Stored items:
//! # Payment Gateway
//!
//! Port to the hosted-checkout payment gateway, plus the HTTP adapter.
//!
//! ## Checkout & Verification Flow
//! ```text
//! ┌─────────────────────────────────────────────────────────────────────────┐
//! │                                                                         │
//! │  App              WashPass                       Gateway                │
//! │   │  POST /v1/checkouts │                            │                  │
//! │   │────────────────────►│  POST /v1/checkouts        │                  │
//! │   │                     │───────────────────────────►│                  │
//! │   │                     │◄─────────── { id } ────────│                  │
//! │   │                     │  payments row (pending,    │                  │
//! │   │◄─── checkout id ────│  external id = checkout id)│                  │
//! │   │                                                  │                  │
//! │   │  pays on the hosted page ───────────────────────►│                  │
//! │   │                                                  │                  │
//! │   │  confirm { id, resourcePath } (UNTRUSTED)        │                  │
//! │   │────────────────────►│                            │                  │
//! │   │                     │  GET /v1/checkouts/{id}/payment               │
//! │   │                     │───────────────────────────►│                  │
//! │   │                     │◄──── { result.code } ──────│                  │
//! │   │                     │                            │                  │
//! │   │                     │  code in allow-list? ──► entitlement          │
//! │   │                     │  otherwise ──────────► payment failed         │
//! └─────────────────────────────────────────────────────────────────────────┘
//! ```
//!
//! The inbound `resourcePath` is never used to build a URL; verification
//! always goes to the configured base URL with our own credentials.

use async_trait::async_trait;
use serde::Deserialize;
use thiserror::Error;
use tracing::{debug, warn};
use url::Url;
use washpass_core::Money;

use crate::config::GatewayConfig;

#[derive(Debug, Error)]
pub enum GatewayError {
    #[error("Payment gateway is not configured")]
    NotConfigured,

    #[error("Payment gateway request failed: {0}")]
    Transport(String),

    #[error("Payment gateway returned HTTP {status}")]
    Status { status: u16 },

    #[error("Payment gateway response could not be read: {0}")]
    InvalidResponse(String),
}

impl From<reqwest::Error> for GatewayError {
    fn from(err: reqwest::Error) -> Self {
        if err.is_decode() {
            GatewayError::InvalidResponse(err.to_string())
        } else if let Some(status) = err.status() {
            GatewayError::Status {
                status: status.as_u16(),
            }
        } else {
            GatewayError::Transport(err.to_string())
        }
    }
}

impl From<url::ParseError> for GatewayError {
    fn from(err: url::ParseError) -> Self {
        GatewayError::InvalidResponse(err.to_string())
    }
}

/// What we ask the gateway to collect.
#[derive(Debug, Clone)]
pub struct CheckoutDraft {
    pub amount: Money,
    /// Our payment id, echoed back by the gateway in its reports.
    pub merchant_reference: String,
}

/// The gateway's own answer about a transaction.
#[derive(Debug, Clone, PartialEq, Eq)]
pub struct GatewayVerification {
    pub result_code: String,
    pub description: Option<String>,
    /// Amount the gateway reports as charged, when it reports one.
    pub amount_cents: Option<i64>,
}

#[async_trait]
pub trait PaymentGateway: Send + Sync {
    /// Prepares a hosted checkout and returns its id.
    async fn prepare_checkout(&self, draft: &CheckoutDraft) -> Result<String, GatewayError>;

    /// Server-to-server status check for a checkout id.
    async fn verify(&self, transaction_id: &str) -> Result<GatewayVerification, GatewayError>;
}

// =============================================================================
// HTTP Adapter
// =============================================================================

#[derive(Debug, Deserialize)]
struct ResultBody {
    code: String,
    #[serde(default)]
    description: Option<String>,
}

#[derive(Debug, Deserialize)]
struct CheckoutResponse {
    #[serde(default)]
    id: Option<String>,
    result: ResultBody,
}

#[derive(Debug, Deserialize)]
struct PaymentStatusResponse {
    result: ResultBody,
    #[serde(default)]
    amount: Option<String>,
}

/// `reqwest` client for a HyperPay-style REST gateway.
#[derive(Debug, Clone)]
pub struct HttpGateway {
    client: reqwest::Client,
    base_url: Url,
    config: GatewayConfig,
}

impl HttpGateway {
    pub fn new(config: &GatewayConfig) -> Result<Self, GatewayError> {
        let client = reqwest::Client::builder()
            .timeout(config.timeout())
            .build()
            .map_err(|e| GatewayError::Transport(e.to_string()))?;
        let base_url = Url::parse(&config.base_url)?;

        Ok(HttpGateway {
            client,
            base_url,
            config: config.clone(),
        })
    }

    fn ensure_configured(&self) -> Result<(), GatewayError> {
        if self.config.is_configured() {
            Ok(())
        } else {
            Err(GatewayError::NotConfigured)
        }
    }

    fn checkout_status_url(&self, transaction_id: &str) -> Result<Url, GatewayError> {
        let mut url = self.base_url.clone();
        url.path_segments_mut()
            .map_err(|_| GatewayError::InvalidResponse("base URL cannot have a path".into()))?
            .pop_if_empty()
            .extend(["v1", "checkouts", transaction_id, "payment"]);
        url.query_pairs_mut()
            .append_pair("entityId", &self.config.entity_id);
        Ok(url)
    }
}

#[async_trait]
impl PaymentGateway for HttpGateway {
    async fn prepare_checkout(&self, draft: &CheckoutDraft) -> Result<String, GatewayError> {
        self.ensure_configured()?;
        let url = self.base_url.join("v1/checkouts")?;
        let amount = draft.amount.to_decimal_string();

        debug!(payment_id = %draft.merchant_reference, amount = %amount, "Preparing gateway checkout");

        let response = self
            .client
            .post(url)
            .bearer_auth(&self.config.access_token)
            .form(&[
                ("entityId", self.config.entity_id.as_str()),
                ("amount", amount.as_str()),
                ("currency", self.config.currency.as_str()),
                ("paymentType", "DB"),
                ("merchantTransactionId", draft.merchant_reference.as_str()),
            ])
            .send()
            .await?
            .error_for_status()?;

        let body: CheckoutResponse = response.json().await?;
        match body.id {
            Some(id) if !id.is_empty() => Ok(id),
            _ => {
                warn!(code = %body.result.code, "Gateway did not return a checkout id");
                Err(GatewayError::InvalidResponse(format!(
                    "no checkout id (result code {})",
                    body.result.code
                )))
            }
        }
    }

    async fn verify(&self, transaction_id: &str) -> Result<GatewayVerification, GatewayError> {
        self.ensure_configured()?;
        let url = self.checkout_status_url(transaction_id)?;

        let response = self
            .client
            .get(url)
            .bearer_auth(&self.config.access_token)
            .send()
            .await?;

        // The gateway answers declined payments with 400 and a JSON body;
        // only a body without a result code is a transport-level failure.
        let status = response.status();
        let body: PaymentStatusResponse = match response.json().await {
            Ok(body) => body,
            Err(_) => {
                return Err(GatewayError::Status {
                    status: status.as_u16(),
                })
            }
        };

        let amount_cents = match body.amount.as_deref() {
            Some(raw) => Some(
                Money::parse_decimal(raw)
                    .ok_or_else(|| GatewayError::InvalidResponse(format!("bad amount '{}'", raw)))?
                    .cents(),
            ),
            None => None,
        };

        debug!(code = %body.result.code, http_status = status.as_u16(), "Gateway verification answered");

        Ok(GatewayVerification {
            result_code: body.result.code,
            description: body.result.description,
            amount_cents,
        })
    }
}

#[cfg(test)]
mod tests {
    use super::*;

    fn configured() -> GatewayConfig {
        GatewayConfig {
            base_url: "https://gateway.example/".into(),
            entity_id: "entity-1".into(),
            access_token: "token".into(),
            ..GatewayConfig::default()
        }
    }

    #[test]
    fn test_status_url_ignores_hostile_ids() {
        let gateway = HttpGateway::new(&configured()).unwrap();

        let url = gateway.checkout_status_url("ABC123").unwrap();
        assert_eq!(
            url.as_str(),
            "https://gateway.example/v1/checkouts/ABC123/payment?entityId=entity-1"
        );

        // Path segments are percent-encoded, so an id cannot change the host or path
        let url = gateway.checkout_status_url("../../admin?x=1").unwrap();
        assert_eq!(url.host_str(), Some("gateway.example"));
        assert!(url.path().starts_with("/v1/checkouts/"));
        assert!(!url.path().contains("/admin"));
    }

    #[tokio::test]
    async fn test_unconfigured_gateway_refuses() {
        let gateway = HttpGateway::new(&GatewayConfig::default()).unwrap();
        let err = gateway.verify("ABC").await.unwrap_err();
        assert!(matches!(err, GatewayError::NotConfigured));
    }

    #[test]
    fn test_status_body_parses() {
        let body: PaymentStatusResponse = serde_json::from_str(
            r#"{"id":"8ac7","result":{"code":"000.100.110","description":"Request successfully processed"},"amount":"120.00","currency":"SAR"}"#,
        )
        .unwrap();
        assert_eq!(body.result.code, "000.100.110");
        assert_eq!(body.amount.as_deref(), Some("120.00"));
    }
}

* * *

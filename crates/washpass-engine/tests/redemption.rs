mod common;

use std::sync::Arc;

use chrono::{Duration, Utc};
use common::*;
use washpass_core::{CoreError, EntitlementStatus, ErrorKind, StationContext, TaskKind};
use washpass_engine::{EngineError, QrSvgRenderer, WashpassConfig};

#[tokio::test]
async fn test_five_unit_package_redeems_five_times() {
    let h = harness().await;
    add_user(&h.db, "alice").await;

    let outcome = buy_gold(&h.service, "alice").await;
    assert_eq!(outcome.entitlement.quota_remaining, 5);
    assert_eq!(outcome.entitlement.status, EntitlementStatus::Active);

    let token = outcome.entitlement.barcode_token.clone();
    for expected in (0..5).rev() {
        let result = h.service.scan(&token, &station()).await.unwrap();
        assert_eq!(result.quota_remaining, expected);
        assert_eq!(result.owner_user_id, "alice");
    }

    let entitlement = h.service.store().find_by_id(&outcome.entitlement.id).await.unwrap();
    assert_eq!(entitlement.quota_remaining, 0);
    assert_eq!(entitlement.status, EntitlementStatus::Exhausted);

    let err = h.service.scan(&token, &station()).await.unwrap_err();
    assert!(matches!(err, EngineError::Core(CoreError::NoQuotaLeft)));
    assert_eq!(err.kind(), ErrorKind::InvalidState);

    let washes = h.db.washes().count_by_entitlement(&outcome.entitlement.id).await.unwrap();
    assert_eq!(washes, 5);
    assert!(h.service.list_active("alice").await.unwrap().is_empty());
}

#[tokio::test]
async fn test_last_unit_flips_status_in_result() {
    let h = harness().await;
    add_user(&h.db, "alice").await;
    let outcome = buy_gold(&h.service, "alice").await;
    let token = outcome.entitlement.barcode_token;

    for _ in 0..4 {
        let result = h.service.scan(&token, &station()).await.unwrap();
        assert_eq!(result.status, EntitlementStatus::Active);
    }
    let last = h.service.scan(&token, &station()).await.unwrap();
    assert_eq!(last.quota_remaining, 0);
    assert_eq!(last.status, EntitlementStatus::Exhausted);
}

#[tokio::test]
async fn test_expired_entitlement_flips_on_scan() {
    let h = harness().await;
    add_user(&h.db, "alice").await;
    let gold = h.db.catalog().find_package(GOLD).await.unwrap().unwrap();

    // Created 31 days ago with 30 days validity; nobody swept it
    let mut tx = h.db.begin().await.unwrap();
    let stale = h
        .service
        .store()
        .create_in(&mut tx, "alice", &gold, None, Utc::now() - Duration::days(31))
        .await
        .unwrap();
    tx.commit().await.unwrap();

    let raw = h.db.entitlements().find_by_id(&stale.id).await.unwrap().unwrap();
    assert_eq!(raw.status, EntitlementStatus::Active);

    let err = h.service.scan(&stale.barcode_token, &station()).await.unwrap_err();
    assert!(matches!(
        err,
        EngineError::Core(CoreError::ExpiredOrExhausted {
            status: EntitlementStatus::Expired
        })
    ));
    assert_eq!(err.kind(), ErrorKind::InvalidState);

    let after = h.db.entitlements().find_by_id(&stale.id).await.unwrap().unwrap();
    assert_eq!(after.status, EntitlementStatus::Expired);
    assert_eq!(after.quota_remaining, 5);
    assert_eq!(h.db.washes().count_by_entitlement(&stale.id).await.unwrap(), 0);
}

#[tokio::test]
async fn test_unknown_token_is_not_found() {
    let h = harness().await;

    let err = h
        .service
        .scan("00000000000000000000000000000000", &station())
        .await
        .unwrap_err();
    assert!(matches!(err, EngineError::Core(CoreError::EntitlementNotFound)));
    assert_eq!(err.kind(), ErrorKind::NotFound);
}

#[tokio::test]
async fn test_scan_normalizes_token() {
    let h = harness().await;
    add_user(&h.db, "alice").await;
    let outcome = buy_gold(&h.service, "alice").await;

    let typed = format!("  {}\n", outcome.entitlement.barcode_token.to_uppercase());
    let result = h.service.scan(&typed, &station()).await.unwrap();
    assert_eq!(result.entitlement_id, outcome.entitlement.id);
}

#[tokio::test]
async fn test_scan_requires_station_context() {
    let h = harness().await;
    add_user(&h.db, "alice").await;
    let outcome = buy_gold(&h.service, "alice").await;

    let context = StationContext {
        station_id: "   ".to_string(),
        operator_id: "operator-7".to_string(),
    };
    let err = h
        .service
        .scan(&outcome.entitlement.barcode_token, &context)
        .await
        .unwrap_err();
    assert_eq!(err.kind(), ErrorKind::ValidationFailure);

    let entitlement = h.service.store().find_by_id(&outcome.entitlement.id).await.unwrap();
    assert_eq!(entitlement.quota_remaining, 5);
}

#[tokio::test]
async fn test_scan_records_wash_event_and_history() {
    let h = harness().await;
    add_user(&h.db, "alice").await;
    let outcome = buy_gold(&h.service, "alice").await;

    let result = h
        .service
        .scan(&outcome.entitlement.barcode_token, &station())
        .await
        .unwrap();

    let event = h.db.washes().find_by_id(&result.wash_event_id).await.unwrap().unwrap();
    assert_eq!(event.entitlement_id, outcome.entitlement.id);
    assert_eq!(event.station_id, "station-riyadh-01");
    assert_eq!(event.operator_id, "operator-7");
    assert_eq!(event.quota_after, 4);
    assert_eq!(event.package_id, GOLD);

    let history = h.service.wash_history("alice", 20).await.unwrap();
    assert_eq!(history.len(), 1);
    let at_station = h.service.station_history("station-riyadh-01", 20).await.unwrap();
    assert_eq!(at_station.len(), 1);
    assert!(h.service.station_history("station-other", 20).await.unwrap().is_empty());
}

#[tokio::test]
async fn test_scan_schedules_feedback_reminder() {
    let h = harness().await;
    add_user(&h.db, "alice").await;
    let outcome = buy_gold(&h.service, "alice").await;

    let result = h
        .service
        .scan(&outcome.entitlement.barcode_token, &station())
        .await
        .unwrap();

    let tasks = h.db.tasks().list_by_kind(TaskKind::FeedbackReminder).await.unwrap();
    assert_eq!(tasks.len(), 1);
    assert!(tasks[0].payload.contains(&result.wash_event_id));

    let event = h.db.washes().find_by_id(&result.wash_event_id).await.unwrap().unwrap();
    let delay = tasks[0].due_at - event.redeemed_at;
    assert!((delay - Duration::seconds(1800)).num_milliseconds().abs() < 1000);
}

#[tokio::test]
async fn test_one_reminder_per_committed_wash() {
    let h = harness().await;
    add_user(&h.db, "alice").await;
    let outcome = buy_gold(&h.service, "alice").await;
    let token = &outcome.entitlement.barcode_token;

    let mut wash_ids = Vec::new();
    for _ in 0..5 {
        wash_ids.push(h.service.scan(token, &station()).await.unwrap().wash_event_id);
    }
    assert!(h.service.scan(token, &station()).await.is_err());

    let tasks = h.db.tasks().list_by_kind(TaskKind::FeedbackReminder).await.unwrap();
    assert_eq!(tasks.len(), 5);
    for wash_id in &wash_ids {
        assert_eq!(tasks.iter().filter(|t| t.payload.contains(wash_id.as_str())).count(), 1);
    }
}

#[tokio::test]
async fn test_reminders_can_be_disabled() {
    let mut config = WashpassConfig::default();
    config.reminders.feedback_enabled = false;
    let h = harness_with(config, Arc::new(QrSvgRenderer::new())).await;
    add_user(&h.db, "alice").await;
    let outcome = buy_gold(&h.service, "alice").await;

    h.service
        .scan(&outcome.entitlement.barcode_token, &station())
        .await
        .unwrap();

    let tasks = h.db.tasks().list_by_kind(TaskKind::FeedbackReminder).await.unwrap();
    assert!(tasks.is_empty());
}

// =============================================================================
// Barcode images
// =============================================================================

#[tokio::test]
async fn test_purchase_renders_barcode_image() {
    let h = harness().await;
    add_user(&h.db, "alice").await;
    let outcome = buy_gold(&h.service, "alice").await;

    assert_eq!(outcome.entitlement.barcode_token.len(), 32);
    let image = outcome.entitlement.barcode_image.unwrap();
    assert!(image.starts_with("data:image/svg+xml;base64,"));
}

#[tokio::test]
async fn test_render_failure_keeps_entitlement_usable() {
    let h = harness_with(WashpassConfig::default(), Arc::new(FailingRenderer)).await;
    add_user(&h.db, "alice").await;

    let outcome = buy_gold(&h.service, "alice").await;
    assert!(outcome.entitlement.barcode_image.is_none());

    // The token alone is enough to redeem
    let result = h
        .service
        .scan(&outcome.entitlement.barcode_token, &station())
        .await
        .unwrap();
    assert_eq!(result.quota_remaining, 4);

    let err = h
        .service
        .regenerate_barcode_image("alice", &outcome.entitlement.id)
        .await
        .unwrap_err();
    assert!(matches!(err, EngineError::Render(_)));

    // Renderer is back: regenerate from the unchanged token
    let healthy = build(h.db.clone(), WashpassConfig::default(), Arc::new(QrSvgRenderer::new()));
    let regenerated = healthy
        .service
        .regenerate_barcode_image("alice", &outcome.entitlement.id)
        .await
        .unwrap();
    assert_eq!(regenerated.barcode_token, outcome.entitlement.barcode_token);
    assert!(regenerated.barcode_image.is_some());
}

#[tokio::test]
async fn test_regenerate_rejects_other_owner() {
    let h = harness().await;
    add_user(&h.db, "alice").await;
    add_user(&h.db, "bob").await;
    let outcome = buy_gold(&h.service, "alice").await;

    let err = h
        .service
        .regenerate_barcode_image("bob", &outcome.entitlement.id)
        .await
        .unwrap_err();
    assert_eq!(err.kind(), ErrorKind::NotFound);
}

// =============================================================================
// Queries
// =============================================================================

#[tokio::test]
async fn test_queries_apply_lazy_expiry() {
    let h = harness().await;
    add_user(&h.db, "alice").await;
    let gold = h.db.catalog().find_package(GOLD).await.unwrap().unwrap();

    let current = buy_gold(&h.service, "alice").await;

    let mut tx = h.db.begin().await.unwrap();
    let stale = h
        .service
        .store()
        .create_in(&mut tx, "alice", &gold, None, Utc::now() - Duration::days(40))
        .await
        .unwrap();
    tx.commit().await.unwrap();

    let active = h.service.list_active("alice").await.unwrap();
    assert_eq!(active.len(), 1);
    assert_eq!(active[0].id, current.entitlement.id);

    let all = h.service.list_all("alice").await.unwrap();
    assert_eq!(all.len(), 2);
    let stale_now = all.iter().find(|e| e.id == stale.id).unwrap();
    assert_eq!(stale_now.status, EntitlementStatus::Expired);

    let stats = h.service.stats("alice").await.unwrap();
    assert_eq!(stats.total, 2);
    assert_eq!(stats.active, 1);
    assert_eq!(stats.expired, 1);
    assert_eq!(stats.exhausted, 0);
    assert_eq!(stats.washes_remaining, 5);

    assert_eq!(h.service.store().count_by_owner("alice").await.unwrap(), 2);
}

* * *

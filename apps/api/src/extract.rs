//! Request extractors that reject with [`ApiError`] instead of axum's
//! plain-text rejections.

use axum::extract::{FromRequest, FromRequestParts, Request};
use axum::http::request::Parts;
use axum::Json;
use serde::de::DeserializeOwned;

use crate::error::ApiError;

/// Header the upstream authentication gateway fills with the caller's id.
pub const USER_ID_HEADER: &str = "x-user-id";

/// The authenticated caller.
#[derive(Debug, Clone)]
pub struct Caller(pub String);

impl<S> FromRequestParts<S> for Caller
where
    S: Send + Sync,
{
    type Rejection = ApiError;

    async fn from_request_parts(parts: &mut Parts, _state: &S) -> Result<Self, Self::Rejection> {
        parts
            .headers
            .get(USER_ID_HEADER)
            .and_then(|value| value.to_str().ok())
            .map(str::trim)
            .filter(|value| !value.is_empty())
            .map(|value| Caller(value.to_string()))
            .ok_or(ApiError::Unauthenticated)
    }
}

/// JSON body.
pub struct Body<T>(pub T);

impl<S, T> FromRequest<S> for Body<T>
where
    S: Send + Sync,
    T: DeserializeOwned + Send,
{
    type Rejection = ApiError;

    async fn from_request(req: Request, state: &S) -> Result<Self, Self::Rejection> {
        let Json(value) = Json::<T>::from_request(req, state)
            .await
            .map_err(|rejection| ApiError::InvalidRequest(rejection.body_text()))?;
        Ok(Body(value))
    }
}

Task brief:
Look above for the line that contains "use axum::Json;". Starting there, transcribe every line exactly until you have copied the line that contains "pub struct Caller(pub String);".

Output for this task:
use axum::Json;
use serde::de::DeserializeOwned;

use crate::error::ApiError;

/// Header the upstream authentication gateway fills with the caller's id.
pub const USER_ID_HEADER: &str = "x-user-id";

/// The authenticated caller.
#[derive(Debug, Clone)]
pub struct Caller(pub String);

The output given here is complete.